Records for the task:

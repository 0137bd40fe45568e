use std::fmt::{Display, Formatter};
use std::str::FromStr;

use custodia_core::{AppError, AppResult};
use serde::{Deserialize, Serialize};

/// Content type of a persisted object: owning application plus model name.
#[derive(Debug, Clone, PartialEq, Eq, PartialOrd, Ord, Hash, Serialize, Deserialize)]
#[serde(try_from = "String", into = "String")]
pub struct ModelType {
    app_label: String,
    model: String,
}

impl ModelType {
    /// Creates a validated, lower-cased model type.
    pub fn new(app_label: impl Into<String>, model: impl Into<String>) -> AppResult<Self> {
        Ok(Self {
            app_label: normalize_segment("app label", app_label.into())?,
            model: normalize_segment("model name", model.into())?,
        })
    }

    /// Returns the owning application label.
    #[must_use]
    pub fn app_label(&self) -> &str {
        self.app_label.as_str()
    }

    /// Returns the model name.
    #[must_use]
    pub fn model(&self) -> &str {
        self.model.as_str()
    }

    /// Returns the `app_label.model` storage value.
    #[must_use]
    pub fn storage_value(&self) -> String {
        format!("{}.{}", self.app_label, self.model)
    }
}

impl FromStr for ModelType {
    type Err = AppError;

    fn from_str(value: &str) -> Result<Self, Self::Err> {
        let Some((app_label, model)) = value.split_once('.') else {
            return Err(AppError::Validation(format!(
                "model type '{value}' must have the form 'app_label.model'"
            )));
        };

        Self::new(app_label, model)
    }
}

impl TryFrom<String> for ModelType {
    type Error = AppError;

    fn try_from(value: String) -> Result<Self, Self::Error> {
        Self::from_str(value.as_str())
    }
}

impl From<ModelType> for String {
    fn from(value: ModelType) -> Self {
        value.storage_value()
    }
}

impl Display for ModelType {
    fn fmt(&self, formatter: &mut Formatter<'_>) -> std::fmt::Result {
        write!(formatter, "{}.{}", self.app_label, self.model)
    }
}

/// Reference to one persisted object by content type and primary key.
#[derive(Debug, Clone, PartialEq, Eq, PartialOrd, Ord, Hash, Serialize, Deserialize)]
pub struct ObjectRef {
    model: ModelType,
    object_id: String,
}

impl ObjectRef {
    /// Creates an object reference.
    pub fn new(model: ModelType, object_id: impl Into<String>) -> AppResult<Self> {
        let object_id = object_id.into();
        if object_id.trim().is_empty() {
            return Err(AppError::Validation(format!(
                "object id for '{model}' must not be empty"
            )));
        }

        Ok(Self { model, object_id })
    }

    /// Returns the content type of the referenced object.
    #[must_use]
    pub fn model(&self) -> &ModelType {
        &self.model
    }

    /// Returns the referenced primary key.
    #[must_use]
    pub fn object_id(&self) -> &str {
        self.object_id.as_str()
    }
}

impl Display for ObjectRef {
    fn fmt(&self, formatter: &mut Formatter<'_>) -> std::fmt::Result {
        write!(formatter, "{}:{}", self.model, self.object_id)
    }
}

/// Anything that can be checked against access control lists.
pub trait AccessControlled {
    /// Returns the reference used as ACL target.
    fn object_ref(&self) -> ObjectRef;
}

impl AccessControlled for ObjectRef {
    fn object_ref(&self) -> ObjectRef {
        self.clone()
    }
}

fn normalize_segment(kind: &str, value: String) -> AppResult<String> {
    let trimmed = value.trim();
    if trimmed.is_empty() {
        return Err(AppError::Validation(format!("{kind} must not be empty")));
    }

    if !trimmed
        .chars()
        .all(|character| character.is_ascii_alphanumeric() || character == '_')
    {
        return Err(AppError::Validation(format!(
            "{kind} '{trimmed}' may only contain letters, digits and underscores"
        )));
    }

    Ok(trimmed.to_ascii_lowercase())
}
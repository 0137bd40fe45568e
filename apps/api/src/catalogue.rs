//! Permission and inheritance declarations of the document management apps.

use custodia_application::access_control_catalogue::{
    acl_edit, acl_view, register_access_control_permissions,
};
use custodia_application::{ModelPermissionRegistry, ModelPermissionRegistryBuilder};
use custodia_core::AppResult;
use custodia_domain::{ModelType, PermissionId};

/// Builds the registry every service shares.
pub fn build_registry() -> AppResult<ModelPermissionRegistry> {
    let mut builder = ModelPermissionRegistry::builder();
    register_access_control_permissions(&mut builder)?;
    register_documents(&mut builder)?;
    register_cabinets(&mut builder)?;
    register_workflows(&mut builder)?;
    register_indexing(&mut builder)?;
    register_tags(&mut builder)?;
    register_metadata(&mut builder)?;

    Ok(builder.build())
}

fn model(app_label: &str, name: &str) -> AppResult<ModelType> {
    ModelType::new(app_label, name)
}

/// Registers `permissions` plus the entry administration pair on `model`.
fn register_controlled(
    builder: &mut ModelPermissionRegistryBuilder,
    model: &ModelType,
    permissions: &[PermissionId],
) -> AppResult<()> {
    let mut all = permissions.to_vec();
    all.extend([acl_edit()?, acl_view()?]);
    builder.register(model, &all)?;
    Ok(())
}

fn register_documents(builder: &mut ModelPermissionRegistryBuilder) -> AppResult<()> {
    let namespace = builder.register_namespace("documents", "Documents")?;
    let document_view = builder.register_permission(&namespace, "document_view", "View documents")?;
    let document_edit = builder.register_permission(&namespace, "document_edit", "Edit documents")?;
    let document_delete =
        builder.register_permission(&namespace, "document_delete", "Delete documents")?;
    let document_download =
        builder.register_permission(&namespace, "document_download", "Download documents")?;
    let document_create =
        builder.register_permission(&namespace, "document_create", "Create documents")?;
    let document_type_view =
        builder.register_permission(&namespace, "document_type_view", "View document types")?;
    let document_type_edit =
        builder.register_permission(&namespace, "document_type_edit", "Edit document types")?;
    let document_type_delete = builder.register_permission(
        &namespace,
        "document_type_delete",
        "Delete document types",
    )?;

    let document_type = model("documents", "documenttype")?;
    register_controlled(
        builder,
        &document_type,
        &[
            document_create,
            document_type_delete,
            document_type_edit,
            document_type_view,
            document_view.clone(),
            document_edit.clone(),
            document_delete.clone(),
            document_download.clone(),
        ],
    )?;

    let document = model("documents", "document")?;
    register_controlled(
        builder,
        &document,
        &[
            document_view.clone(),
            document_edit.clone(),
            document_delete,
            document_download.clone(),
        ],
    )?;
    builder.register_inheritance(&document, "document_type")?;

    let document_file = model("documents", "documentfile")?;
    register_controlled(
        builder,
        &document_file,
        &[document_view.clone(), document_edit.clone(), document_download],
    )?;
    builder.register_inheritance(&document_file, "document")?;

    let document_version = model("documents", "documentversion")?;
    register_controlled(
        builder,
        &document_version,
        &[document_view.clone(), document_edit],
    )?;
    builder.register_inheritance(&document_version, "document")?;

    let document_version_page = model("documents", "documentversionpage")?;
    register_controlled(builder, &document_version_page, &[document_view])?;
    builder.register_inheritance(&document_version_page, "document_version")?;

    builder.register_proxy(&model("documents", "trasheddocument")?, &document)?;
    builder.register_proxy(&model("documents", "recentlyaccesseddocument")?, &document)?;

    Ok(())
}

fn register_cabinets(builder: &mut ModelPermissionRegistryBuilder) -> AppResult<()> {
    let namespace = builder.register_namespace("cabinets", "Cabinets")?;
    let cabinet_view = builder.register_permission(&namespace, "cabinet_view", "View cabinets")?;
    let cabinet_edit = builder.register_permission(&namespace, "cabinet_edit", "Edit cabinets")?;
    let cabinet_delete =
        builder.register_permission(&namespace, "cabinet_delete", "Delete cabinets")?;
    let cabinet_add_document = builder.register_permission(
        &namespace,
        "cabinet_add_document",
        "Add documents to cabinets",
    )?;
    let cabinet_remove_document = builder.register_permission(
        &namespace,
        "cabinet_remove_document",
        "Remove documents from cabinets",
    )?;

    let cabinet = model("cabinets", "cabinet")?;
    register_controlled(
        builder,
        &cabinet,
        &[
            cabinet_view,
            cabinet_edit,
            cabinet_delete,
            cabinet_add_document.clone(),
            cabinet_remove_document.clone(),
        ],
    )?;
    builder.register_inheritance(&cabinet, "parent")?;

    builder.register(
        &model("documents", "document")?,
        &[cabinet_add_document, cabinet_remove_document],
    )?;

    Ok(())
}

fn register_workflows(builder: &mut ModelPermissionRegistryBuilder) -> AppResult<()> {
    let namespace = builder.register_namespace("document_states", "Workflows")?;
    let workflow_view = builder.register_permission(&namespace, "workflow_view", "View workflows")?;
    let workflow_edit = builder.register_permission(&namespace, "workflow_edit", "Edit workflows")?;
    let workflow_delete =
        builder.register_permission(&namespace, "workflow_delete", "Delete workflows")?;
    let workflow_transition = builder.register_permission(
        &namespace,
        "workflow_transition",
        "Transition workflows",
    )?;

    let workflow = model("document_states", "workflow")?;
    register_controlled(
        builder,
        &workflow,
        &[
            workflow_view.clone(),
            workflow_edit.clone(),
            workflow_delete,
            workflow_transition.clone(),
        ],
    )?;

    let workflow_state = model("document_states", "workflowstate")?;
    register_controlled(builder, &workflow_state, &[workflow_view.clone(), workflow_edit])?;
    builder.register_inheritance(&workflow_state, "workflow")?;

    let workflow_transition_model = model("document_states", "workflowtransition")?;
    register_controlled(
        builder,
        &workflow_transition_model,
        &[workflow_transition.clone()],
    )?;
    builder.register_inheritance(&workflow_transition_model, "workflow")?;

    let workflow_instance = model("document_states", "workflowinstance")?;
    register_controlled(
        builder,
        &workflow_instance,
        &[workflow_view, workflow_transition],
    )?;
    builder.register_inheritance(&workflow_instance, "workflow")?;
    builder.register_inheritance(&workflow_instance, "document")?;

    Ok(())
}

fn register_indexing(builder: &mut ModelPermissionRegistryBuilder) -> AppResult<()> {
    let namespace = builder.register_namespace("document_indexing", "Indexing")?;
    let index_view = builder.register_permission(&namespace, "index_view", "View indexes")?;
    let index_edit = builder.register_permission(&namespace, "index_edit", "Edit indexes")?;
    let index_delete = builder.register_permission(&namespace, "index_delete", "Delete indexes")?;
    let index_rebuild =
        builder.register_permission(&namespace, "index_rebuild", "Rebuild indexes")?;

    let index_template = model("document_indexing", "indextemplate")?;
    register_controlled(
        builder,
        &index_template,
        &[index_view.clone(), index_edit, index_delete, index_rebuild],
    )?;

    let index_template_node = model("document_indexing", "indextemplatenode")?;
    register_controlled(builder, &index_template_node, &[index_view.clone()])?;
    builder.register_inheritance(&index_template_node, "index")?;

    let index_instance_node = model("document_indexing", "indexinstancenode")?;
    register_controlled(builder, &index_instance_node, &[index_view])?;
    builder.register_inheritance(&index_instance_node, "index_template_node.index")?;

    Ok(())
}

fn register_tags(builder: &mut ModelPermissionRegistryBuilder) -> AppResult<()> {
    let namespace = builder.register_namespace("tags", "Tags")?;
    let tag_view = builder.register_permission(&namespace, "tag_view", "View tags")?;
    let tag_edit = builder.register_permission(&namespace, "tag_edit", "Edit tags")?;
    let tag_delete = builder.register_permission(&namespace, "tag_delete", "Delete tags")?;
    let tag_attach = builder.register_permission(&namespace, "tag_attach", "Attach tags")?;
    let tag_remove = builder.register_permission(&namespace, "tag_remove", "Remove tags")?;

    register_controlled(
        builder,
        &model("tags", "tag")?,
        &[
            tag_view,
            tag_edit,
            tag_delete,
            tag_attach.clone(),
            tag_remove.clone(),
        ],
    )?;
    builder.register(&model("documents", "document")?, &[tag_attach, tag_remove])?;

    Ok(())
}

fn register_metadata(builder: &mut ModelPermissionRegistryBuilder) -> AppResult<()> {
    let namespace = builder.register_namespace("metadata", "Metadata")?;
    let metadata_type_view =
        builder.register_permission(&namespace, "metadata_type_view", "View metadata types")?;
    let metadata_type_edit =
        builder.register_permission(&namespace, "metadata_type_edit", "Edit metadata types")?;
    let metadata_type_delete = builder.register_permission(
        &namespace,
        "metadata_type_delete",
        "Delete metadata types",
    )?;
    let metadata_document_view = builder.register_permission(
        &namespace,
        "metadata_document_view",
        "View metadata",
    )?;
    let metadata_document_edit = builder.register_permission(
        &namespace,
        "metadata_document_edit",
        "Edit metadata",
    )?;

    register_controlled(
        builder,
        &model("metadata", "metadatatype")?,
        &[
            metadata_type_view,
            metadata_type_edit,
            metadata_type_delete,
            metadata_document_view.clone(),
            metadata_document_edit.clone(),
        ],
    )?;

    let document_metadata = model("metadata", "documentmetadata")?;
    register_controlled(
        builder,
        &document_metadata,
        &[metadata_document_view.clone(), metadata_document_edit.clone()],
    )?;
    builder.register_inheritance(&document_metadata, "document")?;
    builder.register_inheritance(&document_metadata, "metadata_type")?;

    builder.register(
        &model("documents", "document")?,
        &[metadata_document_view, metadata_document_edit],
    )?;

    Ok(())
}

Exercise directions: Using the records above, filter out every line that lacks the string "Display" and copy the rest.

Reply:
use std::fmt::{Display, Formatter};
impl Display for ModelType {
impl Display for ObjectRef {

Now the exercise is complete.